Copy, exactly and without additions, every line in the records below from the one holding "in discovery order." through the one holding "pub fn new(name: impl", both ends included.

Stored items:
+---+
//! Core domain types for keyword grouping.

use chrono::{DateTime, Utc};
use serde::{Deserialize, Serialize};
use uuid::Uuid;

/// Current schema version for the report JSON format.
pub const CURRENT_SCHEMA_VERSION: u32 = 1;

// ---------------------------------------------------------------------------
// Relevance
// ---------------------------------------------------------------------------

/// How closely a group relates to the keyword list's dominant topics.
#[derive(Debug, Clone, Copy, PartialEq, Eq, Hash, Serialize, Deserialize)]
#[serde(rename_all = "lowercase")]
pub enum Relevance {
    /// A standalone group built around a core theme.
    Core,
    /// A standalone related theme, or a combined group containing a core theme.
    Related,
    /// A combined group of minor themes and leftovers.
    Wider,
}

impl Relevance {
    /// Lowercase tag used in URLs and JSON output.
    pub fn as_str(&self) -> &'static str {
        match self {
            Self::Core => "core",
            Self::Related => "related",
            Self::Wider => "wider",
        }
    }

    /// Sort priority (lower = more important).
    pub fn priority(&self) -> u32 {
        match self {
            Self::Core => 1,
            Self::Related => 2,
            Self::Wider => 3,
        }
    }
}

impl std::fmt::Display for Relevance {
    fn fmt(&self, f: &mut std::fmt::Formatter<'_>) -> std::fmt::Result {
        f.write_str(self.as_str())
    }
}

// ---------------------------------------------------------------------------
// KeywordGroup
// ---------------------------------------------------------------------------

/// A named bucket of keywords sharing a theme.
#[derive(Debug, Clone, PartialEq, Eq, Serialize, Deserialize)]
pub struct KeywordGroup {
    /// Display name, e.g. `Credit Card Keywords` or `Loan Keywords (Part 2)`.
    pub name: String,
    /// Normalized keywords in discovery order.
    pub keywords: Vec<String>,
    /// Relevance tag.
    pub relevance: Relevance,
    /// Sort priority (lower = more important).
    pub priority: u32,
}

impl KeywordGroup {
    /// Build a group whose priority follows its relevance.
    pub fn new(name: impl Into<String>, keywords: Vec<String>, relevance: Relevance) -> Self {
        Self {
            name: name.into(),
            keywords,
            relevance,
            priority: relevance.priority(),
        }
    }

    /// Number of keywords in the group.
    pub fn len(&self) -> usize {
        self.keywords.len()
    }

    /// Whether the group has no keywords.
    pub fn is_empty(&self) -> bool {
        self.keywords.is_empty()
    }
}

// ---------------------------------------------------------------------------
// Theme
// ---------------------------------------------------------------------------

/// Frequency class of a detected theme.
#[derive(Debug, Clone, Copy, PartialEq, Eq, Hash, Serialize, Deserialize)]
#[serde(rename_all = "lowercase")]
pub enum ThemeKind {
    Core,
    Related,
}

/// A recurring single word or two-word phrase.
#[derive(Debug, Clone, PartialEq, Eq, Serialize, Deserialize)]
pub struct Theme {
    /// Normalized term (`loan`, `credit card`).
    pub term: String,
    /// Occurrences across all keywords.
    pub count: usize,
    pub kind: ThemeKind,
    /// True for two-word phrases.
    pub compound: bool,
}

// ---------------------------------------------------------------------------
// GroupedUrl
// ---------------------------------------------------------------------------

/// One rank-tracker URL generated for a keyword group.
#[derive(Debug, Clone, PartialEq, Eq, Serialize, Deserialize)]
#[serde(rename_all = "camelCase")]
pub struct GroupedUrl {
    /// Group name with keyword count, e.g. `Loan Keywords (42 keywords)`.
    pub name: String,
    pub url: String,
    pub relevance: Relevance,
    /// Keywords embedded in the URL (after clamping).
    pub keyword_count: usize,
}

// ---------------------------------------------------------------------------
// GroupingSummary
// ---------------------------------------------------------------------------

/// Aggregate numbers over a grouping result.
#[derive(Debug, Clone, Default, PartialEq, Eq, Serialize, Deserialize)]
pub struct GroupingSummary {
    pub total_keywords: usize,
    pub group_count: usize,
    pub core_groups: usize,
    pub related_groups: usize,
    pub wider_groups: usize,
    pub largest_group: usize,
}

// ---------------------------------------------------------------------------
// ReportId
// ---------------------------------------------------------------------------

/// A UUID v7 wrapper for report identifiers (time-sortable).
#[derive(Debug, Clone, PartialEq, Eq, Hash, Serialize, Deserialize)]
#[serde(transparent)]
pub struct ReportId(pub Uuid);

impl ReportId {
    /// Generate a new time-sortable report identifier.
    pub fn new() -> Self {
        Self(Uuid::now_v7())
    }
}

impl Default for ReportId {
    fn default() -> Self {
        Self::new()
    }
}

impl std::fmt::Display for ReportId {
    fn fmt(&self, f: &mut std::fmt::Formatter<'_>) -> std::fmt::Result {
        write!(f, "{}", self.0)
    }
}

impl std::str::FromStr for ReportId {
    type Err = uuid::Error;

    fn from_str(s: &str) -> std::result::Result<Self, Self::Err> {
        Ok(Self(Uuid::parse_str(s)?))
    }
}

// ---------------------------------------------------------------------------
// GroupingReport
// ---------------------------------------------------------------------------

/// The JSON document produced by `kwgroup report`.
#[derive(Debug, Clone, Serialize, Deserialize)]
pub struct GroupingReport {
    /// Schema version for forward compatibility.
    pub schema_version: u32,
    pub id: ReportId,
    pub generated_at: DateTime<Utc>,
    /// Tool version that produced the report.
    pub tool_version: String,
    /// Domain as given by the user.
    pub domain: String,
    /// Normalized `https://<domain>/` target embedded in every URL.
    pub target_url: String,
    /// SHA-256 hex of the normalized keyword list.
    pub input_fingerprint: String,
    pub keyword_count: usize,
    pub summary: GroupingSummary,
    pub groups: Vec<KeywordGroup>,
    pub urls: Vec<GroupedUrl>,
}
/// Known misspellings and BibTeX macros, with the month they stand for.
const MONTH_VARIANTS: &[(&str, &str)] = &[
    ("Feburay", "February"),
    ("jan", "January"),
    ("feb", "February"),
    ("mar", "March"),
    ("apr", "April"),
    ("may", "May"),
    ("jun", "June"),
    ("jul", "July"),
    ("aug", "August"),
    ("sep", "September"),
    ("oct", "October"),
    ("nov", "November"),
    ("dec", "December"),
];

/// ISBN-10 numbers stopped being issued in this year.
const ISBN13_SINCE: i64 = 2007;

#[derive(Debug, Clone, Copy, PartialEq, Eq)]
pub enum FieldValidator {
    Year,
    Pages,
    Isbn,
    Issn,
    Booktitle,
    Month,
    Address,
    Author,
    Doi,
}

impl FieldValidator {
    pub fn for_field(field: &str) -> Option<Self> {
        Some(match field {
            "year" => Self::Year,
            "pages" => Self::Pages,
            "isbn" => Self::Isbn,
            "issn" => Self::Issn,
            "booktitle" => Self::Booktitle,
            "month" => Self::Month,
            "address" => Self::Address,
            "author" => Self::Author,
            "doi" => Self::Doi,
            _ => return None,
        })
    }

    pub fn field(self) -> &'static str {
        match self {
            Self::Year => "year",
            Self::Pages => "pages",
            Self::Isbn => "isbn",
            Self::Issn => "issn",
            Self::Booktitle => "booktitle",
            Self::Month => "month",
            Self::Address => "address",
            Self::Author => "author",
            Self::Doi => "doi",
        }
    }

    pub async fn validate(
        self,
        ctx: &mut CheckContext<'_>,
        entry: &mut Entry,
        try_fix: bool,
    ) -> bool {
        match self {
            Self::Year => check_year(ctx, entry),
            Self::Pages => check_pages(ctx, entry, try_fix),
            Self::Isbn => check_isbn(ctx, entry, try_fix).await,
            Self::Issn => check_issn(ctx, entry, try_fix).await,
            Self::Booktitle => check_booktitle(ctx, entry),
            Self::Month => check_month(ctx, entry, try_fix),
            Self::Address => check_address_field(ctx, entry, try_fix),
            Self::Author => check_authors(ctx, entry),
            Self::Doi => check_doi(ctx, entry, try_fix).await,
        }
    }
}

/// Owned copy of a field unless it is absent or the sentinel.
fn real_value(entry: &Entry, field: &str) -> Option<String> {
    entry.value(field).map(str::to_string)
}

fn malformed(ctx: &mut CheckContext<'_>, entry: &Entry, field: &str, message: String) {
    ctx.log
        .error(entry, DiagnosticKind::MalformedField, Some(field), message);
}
+---+
◆ RESULT OF THIS TASK:
    /// Normalized keywords in discovery order.
    pub keywords: Vec<String>,
    /// Relevance tag.
    pub relevance: Relevance,
    /// Sort priority (lower = more important).
    pub priority: u32,
}

impl KeywordGroup {
    /// Build a group whose priority follows its relevance.
    pub fn new(name: impl Into<String>, keywords: Vec<String>, relevance: Relevance) -> Self {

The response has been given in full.